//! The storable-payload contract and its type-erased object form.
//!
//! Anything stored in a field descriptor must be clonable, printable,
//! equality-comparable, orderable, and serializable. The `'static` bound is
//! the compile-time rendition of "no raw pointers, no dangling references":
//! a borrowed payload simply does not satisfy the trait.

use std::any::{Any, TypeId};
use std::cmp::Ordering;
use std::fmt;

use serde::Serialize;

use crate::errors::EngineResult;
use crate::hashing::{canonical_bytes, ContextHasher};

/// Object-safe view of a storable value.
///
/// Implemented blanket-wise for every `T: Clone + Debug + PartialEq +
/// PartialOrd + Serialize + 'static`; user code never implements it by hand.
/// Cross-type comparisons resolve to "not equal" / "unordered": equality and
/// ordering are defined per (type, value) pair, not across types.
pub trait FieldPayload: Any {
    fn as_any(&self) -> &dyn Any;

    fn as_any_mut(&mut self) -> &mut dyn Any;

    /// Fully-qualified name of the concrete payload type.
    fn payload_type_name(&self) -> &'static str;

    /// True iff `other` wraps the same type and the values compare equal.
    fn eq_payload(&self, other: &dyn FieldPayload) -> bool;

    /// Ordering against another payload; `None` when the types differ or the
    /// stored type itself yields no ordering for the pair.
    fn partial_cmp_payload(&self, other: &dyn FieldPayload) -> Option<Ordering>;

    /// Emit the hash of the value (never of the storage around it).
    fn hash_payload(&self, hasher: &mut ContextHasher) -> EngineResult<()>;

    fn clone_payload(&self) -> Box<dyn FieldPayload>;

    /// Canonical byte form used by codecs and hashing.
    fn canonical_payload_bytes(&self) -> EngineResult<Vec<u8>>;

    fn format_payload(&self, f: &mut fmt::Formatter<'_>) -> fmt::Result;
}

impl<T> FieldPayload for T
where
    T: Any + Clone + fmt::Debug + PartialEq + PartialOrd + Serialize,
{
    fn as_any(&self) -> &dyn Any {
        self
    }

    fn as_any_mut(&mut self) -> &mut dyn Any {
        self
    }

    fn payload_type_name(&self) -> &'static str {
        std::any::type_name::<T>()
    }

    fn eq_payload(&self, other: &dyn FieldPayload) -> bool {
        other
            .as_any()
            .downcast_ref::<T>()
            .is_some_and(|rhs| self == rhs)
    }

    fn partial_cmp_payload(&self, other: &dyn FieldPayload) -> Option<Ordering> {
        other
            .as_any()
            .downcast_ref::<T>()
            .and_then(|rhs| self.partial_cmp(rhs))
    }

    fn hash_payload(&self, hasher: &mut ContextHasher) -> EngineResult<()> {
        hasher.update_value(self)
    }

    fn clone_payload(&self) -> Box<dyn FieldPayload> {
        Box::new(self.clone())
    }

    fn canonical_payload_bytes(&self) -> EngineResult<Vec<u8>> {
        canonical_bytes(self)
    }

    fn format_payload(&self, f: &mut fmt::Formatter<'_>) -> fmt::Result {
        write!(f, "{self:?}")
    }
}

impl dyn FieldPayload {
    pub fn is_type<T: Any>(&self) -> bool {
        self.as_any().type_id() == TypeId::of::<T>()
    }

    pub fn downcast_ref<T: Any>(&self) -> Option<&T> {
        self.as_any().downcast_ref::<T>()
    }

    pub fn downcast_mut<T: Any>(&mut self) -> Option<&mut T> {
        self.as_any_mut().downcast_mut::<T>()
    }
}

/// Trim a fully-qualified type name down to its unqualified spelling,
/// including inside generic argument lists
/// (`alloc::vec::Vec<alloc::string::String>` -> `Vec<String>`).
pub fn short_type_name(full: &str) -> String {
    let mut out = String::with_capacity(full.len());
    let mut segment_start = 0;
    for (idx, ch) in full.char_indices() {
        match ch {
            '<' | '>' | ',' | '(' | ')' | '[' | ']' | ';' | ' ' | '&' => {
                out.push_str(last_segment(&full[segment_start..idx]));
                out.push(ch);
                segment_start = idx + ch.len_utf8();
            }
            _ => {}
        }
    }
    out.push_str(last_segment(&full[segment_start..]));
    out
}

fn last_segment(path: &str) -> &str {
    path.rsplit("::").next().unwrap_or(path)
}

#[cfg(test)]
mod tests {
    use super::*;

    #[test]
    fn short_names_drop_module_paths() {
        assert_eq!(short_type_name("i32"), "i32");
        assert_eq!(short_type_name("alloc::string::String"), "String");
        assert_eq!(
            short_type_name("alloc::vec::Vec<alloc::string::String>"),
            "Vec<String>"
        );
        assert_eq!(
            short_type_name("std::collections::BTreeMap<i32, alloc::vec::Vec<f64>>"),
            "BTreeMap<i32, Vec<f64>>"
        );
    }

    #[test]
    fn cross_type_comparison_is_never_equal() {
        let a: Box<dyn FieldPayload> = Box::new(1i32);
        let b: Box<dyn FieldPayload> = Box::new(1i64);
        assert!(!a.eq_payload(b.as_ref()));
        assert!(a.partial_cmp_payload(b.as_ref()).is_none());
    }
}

...

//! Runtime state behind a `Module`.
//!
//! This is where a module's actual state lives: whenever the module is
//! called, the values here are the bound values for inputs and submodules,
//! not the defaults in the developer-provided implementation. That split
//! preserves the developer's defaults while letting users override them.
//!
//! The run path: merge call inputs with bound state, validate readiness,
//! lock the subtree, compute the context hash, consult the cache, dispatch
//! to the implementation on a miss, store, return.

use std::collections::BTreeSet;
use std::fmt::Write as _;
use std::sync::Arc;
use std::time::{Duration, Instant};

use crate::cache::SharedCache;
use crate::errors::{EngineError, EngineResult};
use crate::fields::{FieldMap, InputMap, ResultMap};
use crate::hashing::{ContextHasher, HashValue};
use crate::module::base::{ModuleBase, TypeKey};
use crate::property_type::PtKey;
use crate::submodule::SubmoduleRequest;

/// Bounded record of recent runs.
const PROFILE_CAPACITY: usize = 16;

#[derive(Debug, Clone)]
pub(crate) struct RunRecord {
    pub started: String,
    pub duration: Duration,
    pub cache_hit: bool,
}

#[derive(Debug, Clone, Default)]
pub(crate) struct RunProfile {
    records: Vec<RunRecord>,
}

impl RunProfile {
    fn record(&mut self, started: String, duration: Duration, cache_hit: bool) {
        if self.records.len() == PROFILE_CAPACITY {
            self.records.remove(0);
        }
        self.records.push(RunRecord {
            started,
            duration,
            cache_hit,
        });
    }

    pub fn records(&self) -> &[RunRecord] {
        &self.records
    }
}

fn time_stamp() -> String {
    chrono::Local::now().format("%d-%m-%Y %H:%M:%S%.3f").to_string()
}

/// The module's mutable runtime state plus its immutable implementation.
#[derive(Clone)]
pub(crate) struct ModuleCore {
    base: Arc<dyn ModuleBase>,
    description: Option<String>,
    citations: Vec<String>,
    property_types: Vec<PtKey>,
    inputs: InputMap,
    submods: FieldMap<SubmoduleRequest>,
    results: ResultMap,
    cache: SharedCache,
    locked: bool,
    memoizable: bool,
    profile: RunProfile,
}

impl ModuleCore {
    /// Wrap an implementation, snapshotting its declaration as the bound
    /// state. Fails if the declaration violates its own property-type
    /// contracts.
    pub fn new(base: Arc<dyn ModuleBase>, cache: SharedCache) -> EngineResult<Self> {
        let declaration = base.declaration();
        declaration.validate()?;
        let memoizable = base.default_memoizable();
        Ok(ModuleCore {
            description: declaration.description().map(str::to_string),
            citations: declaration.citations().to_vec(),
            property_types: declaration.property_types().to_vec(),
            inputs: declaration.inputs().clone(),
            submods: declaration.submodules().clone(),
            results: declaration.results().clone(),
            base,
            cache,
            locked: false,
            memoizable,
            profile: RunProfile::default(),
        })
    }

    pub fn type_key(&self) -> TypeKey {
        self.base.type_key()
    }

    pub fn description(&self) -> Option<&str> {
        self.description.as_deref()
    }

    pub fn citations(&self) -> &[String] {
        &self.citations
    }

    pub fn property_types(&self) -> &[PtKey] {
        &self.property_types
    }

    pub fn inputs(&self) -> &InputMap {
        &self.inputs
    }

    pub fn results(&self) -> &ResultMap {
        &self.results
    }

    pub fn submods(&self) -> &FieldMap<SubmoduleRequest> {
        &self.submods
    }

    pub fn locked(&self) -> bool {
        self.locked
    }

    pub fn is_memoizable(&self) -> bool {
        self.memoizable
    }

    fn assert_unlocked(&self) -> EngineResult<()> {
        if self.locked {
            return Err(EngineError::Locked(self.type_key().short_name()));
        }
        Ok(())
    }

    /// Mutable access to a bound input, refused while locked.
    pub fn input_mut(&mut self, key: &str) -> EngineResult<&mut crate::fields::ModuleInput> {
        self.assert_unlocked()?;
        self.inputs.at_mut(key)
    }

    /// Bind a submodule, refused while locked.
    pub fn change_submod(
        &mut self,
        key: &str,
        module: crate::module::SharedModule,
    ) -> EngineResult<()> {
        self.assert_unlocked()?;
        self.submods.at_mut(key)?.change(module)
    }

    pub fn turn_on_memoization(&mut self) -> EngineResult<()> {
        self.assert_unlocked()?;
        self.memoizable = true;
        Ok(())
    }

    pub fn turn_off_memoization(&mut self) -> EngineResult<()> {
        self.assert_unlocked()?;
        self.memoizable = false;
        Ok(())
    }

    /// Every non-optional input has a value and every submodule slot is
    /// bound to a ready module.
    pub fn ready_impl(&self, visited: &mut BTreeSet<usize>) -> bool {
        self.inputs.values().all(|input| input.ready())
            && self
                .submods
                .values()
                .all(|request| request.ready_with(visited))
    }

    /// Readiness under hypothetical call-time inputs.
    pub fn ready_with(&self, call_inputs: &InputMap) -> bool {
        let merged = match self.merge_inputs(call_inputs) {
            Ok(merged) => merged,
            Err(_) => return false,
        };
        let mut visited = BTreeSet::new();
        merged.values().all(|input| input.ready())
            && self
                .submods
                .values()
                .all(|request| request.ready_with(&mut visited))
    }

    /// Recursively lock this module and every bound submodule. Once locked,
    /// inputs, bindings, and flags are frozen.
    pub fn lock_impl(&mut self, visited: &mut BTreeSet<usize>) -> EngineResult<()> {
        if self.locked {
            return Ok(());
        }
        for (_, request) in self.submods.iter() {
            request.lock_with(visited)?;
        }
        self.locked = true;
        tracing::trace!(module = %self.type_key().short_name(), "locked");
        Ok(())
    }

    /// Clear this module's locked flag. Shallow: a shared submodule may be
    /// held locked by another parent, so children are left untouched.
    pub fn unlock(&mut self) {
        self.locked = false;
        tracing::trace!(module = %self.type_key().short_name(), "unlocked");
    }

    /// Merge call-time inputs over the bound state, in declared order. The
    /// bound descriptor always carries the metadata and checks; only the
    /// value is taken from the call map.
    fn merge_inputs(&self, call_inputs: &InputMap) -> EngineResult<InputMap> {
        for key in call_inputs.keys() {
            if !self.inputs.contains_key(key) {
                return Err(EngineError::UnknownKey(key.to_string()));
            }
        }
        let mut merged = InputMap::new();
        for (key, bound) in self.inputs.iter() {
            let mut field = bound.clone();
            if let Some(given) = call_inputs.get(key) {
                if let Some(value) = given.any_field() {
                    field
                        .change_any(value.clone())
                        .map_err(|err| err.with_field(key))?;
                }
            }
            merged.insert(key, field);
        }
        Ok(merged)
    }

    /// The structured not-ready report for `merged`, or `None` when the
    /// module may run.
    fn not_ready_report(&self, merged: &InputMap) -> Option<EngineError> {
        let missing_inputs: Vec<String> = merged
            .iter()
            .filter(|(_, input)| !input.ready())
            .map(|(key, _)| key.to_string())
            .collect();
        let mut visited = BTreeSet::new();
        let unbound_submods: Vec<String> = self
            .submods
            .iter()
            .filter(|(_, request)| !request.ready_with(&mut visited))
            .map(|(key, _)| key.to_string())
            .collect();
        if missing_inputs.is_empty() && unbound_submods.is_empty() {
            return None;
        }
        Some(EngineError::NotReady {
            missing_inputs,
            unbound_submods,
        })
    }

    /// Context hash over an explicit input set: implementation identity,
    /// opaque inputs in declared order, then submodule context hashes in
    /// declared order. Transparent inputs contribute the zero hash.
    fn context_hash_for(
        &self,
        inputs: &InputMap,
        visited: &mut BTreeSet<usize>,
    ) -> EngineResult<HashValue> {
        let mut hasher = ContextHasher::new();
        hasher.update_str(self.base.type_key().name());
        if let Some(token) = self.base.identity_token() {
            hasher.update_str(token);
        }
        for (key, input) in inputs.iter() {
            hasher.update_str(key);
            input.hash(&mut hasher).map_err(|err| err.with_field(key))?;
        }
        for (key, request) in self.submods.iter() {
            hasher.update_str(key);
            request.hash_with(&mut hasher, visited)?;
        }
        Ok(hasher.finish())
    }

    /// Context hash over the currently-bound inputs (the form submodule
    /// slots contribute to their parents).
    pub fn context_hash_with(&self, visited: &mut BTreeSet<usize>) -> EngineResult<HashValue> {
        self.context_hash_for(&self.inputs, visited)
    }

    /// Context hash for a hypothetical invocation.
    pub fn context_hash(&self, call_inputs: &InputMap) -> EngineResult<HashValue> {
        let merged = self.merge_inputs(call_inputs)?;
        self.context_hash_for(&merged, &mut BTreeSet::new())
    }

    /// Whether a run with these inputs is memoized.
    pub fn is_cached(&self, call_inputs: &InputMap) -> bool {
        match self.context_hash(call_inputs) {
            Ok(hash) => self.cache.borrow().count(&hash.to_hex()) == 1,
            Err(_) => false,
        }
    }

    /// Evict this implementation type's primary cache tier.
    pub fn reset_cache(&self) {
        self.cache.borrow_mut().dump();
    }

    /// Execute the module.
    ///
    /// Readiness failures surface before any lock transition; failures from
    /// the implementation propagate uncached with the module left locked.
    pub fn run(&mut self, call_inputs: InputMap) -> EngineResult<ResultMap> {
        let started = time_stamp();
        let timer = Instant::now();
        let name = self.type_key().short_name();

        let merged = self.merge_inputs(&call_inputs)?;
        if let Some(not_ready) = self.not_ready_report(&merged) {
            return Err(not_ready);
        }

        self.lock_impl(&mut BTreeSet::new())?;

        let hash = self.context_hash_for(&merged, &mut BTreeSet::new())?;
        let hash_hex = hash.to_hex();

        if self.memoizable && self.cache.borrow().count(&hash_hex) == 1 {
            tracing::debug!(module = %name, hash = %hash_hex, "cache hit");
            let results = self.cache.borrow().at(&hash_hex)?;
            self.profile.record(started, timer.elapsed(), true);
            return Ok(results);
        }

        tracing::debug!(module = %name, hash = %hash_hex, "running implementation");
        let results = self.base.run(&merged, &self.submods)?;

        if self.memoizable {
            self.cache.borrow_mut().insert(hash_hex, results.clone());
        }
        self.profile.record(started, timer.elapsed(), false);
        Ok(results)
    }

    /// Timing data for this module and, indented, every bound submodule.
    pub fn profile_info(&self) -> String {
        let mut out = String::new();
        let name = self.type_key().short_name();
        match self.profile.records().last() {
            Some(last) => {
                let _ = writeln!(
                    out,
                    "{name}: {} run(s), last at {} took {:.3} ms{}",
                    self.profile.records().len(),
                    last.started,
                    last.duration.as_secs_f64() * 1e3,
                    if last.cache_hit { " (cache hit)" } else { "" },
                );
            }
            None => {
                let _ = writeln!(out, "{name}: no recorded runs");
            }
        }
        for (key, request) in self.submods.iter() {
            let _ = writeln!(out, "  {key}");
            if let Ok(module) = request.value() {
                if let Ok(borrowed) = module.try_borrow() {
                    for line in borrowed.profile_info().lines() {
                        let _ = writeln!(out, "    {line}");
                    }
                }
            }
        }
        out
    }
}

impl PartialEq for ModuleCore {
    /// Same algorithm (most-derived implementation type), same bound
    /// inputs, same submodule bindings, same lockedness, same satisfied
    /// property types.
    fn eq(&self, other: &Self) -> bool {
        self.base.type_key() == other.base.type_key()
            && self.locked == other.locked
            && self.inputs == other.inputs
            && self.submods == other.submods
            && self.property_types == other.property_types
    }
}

* * *

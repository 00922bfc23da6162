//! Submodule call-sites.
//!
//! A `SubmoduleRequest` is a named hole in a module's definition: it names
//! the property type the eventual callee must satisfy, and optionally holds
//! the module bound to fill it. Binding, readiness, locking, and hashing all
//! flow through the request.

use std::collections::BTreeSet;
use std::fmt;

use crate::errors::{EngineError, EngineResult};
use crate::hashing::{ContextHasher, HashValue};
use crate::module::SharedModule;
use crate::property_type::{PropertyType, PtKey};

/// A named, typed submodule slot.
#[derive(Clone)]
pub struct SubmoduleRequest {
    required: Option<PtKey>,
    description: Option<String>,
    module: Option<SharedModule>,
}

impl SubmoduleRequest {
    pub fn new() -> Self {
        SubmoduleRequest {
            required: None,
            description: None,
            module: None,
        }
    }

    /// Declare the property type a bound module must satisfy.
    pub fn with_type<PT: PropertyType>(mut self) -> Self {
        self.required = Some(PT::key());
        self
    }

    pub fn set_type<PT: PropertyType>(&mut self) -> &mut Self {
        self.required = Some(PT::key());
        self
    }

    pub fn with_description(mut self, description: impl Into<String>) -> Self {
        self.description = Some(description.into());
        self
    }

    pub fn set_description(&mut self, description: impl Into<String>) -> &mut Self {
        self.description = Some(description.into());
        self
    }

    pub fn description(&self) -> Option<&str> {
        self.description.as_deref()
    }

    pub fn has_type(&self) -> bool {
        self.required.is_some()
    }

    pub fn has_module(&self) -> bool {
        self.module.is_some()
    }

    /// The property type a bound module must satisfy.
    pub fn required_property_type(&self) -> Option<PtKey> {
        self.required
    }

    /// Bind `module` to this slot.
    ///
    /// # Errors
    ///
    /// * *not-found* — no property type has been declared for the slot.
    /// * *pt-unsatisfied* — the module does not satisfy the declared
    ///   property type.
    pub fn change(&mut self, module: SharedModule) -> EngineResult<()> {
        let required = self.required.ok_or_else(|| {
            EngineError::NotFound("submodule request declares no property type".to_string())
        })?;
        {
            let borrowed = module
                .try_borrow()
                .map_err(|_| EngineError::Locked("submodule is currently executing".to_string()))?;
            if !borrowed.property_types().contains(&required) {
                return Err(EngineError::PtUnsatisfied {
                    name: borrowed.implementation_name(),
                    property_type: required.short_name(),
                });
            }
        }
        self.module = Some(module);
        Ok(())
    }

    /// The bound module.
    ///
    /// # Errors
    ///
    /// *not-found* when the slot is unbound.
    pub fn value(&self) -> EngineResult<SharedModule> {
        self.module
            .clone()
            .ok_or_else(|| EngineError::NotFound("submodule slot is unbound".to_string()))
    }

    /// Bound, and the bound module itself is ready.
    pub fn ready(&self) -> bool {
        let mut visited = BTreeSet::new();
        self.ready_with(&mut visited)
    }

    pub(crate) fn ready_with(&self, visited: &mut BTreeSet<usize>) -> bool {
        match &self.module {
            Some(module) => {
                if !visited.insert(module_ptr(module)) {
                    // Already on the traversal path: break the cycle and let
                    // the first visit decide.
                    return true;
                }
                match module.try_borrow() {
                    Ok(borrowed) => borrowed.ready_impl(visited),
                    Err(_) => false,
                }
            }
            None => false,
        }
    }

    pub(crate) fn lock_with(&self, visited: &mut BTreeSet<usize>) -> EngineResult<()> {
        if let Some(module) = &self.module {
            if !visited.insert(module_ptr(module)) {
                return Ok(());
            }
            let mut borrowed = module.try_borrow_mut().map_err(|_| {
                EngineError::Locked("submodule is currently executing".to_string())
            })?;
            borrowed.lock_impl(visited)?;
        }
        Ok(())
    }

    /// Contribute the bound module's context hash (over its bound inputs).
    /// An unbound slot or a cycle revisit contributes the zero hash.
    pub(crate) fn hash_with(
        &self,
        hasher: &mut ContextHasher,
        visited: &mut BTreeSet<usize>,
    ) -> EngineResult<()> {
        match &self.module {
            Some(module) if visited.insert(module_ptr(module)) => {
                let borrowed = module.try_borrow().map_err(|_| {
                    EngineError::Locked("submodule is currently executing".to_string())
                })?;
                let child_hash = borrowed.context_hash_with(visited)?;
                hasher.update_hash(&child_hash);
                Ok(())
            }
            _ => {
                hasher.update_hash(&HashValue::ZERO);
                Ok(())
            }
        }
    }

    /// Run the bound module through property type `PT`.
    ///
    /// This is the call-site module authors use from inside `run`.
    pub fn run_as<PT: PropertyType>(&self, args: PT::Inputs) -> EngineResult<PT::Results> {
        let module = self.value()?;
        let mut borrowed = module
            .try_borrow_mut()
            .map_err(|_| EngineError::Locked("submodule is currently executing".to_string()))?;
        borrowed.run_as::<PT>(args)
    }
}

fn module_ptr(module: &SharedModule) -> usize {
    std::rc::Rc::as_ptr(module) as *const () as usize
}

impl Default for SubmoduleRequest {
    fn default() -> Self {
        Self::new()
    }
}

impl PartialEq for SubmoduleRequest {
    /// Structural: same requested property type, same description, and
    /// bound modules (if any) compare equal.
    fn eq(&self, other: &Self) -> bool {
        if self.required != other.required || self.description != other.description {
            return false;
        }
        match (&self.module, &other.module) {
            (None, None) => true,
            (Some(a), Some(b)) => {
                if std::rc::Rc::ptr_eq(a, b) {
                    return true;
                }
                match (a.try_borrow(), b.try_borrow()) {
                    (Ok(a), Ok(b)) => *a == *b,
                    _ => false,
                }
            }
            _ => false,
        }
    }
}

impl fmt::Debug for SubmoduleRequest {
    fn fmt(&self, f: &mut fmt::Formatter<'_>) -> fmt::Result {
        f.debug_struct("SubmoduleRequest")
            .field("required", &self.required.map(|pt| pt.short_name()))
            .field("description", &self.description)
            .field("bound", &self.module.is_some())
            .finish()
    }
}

▶ [Action item]: Your response should be each line that includes the word "validate", copied from the records.

▶ [Response area]:
//! The run path: merge call inputs with bound state, validate readiness,
        declaration.validate()?;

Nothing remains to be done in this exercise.